Treatment of Salmonella Infection
For immunocompetent adults and children over 3 months with uncomplicated Salmonella gastroenteritis, do NOT give antibiotics—provide only oral rehydration and supportive care. 1, 2, 3
Who Requires Antibiotic Treatment
Treatment is mandatory for specific high-risk populations where bacteremia and extraintestinal complications pose significant danger:
Infants Under 3 Months
- All infants under 3 months require antibiotic treatment regardless of severity due to bacteremia rates of 45% in neonates and 11% in older infants, with high risk of meningitis and osteomyelitis 1, 3
- First-line options: TMP-SMX, ampicillin, cefotaxime, ceftriaxone, or chloramphenicol based on local susceptibility 4, 1
- Treatment duration: 7-14 days for uncomplicated cases, minimum 14 days for documented bacteremia 3
Immunocompromised Patients
- Treat all immunocompromised patients including HIV/AIDS, transplant recipients, chronic immunosuppression, or malignancy 4, 2, 3
- For HIV patients or severely immunocompromised adults: Start ceftriaxone 2g IV once daily PLUS ciprofloxacin 500mg PO twice daily until susceptibilities available 3
- For HIV patients with CD4+ <200: Treat for 2-6 weeks 3
- For recurrent Salmonella septicemia in HIV patients: Consider 6 months or more of antibiotics as secondary prophylaxis 4, 3
Pregnant Women
- All pregnant women with Salmonella gastroenteritis require treatment due to risk of placental/amniotic fluid infection and pregnancy loss 4, 2, 3
- Avoid fluoroquinolones—use ampicillin, ceftriaxone, cefotaxime, or TMP-SMX instead 4, 3
Severe or Invasive Disease
- Treat patients with documented bacteremia/septicemia, fever ≥38.5°C with signs of sepsis, or requiring hospitalization 2, 3
- Initial regimen: Ceftriaxone 2g IV once daily PLUS ciprofloxacin 500mg PO twice daily until susceptibilities known 3
First-Line Antibiotic Regimens by Population
Immunocompetent Adults (when treatment indicated)
- Ciprofloxacin 500mg PO twice daily for 7-14 days 2, 3, 5
- Alternative: Azithromycin based on local resistance patterns 2
- For bacteremia: Minimum 14 days treatment 3
Children Over 3 Months (when treatment indicated)
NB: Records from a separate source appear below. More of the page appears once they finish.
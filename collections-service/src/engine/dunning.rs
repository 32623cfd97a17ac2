//! Staged reminders for overdue payments and approaching expiries.
//!
//! Both subject families run through [`EscalationLadder`]; only the threshold
//! table and template differ. An alert is raised when a subject enters a new
//! stage and the previous alert is outside the cool-down window.

use chrono::{DateTime, Duration, Utc};
use serde::Serialize;
use serde_json::{json, Value};
use tracing::{debug, info, instrument, warn};
use uuid::Uuid;

use super::EngineContext;
use crate::error::CollectionsError;
use crate::models::{
    alert_due, EscalationAlert, EscalationLadder, EscalationStage, MandateStatus, PaymentInstance,
    PaymentStatus, SubjectType,
};
use crate::services::metrics::record_escalation_alert;
use crate::services::{NotificationRequest, TemplateKind};

#[derive(Debug, Clone, Default, Serialize)]
pub struct DunningReport {
    pub alerts_raised: usize,
    pub suppressed: usize,
    pub errors: usize,
}

/// Something that may need a reminder.
struct Subject {
    subject_id: Uuid,
    subject_type: SubjectType,
    stage: EscalationStage,
    recipient: String,
    template: TemplateKind,
    data: Value,
}

pub struct DunningEscalator {
    ctx: EngineContext,
    overdue: EscalationLadder,
    expiry: EscalationLadder,
}

impl DunningEscalator {
    pub fn new(ctx: EngineContext) -> Self {
        let expiry = EscalationLadder::expiry(ctx.policy.expiry_horizon_days);
        Self {
            ctx,
            overdue: EscalationLadder::overdue(),
            expiry,
        }
    }

    #[instrument(skip(self))]
    pub async fn run(&self, now: DateTime<Utc>) -> Result<DunningReport, CollectionsError> {
        let mut report = DunningReport::default();

        for status in [PaymentStatus::Failed, PaymentStatus::Returned] {
            for payment in self.ctx.store.list_payments(status).await? {
                match self.overdue_subject(&payment, now).await {
                    Ok(Some(subject)) => self.raise(subject, now, &mut report).await,
                    Ok(None) => {}
                    Err(e) => {
                        warn!(payment_id = %payment.payment_id, error = %e, "Failed to evaluate overdue payment");
                        report.errors += 1;
                    }
                }
            }
        }

        self.mandate_expiries(now, &mut report).await?;
        self.contract_renewals(now, &mut report).await;

        info!(
            raised = report.alerts_raised,
            suppressed = report.suppressed,
            errors = report.errors,
            "Dunning run complete"
        );
        Ok(report)
    }

    async fn overdue_subject(
        &self,
        payment: &PaymentInstance,
        now: DateTime<Utc>,
    ) -> Result<Option<Subject>, CollectionsError> {
        let days_overdue = (now.date_naive() - payment.due_date).num_days();
        let Some(stage) = self.overdue.stage_for(days_overdue) else {
            return Ok(None);
        };

        let store = self.ctx.store.as_ref();
        let subscription = store
            .get_subscription(payment.subscription_id)
            .await?
            .ok_or_else(|| CollectionsError::not_found("subscription", payment.subscription_id))?;
        let mandate = store
            .get_mandate(subscription.mandate_id)
            .await?
            .ok_or_else(|| CollectionsError::not_found("mandate", subscription.mandate_id))?;
        let customer = store
            .get_customer(mandate.customer_id)
            .await?
            .ok_or_else(|| CollectionsError::not_found("customer", mandate.customer_id))?;

        Ok(Some(Subject {
            subject_id: payment.payment_id,
            subject_type: SubjectType::PaymentInstance,
            stage,
            recipient: customer.email,
            template: TemplateKind::PaymentOverdue,
            data: json!({
                "customer_name": customer.legal_name,
                "amount": payment.amount.to_string(),
                "currency": payment.currency,
                "due_date": payment.due_date.to_string(),
                "period": payment.period_key.to_string(),
                "days_overdue": days_overdue,
                "stage": stage.as_str(),
            }),
        }))
    }

    async fn mandate_expiries(
        &self,
        now: DateTime<Utc>,
        report: &mut DunningReport,
    ) -> Result<(), CollectionsError> {
        let today = now.date_naive();
        for status in [MandateStatus::Active, MandateStatus::Suspended] {
            for mandate in self.ctx.store.list_mandates(status).await? {
                let Some(expires_on) = mandate.expires_on else {
                    continue;
                };
                let days_left = (expires_on - today).num_days();
                let Some(stage) = self.expiry.stage_for(days_left) else {
                    continue;
                };
                let customer = match self.ctx.store.get_customer(mandate.customer_id).await? {
                    Some(customer) => customer,
                    None => {
                        warn!(mandate_id = %mandate.mandate_id, "Mandate without customer");
                        report.errors += 1;
                        continue;
                    }
                };
                let subject = Subject {
                    subject_id: mandate.mandate_id,
                    subject_type: SubjectType::MandateExpiry,
                    stage,
                    recipient: customer.email,
                    template: TemplateKind::MandateExpiry,
                    data: json!({
                        "customer_name": customer.legal_name,
                        "mandate_reference": mandate.reference,
                        "expires_on": expires_on.to_string(),
                        "days_left": days_left,
                        "stage": stage.as_str(),
                    }),
                };
                self.raise(subject, now, report).await;
            }
        }
        Ok(())
    }

    async fn contract_renewals(&self, now: DateTime<Utc>, report: &mut DunningReport) {
        let today = now.date_naive();
        let until = today + Duration::days(self.ctx.policy.expiry_horizon_days);
        let ending = match self.ctx.contracts.contracts_ending_between(today, until).await {
            Ok(ending) => ending,
            Err(e) => {
                warn!(error = %e, "Could not fetch ending contracts");
                report.errors += 1;
                return;
            }
        };

        for contract in ending {
            let days_left = (contract.ends_on - today).num_days();
            let Some(stage) = self.expiry.stage_for(days_left) else {
                continue;
            };
            let subject = Subject {
                subject_id: contract.contract_id,
                subject_type: SubjectType::ContractRenewal,
                stage,
                recipient: contract.recipient,
                template: TemplateKind::ContractRenewal,
                data: json!({
                    "contract_id": contract.contract_id,
                    "ends_on": contract.ends_on.to_string(),
                    "days_left": days_left,
                    "stage": stage.as_str(),
                }),
            };
            self.raise(subject, now, report).await;
        }
    }

    async fn raise(&self, subject: Subject, now: DateTime<Utc>, report: &mut DunningReport) {
        if let Err(e) = self.try_raise(&subject, now, report).await {
            warn!(
                subject_id = %subject.subject_id,
                subject_type = subject.subject_type.as_str(),
                error = %e,
                "Escalation alert failed"
            );
            report.errors += 1;
        }
    }

    async fn try_raise(
        &self,
        subject: &Subject,
        now: DateTime<Utc>,
        report: &mut DunningReport,
    ) -> Result<(), CollectionsError> {
        let last = self
            .ctx
            .store
            .latest_alert(subject.subject_type, subject.subject_id)
            .await?;
        if !alert_due(last.as_ref(), subject.stage, now, self.ctx.policy.dunning_cool_down()) {
            debug!(
                subject_id = %subject.subject_id,
                stage = subject.stage.as_str(),
                "Escalation suppressed"
            );
            report.suppressed += 1;
            return Ok(());
        }

        self.ctx
            .notifier
            .send(&NotificationRequest {
                recipient: subject.recipient.clone(),
                template: subject.template,
                data: subject.data.clone(),
                dedup_key: format!(
                    "{}_{}_{}",
                    subject.subject_type.as_str(),
                    subject.subject_id,
                    subject.stage.as_str()
                ),
            })
            .await?;

        let alert = EscalationAlert {
            alert_id: Uuid::new_v4(),
            subject_id: subject.subject_id,
            subject_type: subject.subject_type,
            stage: subject.stage,
            sent_utc: now,
        };
        self.ctx.store.insert_alert(&alert).await?;
        record_escalation_alert(subject.subject_type.as_str(), subject.stage.as_str());
        info!(
            subject_id = %subject.subject_id,
            subject_type = subject.subject_type.as_str(),
            stage = subject.stage.as_str(),
            "Escalation alert sent"
        );
        report.alerts_raised += 1;
        Ok(())
    }
}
- Avoid fluoroquinolones in children under 18 years due to cartilage toxicity risk 4, 1, 3
- First-line options: TMP-SMX, ceftriaxone, cefotaxime, or ampicillin (based on susceptibility) 1, 3
- Treatment duration: 7-14 days for uncomplicated cases, 14+ days for bacteremia 1
Elderly Patients
- Ciprofloxacin 500mg PO twice daily is appropriate, but elderly patients are at increased risk for tendon rupture, especially if on corticosteroids 5
- Monitor closely for tendinitis symptoms and discontinue immediately if they occur 5
Critical Management Principles
Why Antibiotics Are Avoided in Uncomplicated Cases
- Antibiotics do not shorten illness duration, diarrhea, or fever in immunocompetent patients 6
- Antibiotics increase adverse effects (odds ratio 1.67) and prolong fecal shedding 6
- Bacteriologic relapse occurs in 53% of antibiotic-treated patients versus 0% with placebo 7
Monitoring Treatment Response
- Expect persistent fever for 5-7 days despite appropriate therapy—this does not indicate treatment failure 4, 3
- Treatment failure is defined as lack of clinical improvement AND persistent positive blood cultures after completing therapy 3
- Follow-up stool cultures are NOT generally required if complete clinical response demonstrated, except for healthcare/food service workers 4, 3
When Treatment Fails
- Evaluate for malabsorption of oral antibiotics, undrained abscess, adverse drug reactions, or co-infection with C. difficile 4, 3
- Repeat susceptibility testing on isolates 4
Supportive Care (Essential for All Patients)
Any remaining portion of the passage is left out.